We demonstrate our approach on the classification of gestures, IBM DVS Gestures dataset (Amir et al., 2017), recorded using an event-based neuromorphic sensor and report comparable performance to deep neural networks and even networks trained with BPTT. We also perform an “ablation” study on the neuron model which reveals that the spiking nature of the neuron plays no significant role in the final accuracies. These results are consistent with the idea that it is the continuous-time dynamics and the locality of computations that are the most important distinguishing properties of spiking neural networks.

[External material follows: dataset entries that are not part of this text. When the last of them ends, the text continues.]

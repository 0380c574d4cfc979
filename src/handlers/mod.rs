mod health;
mod metrics;
mod register;
mod session;
mod stats;
mod survey;

pub use health::health_handler;
pub use metrics::metrics_handler;
pub use register::register_email_handler;
pub use session::session_handler;
pub use stats::{catalog_handler, stats_handler, stats_summary_handler};
pub use survey::submit_survey_handler;

use axum::{
    Router,
    routing::{get, post},
};
use std::sync::Arc;
use tower_http::trace::TraceLayer;

use crate::state::AppState;

// creating the router with routes
pub fn router(state: Arc<AppState>) -> Router {
    Router::new()
        .route("/health", get(health_handler))
        .route("/metrics", get(metrics_handler))
        .route("/api/register-email", post(register_email_handler))
        .route("/api/avaliacoes", post(submit_survey_handler))
        .route("/api/avaliacoes/stats", get(stats_handler))
        .route("/api/avaliacoes/stats/resumo", get(stats_summary_handler))
        .route("/api/perguntas", get(catalog_handler))
        .route("/api/auth/session", get(session_handler))
        .layer(TraceLayer::new_for_http())
        .with_state(state)
}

2 Related Work in Multilayer Spike-Based Learning

In (Neftci et al., 2017), the authors demonstrated Event-Driven Random Back-Propagation (eRBP) which is a form of approximate gradient backpropagation in spiking neural networks that translates into a three factor rule reminiscent of an error-modulated Hebb rule. The error was mediated by a random top-down (spike-based) feedback and accumulated at a second compartment in each neuron. Upon every pre-synaptic (input) spike, the weights are updated in the direction opposite to the value stored in the second compartment. At classical MNIST digit recognition tasks, eRBP performed nearly as well as an equivalent deep neural network. However, a shortcoming of eRBP is that the model does not take continuous dynamics into account. This is problematic because the “loop duration” i.e. “the duration necessary from the input onset to a stable response in the error neurons” scales with the number of layers. In deep networks, the errors can be strongly delayed when the time constants are long, or when the inputs have fast components. This reduces the qualities of the computed gradients.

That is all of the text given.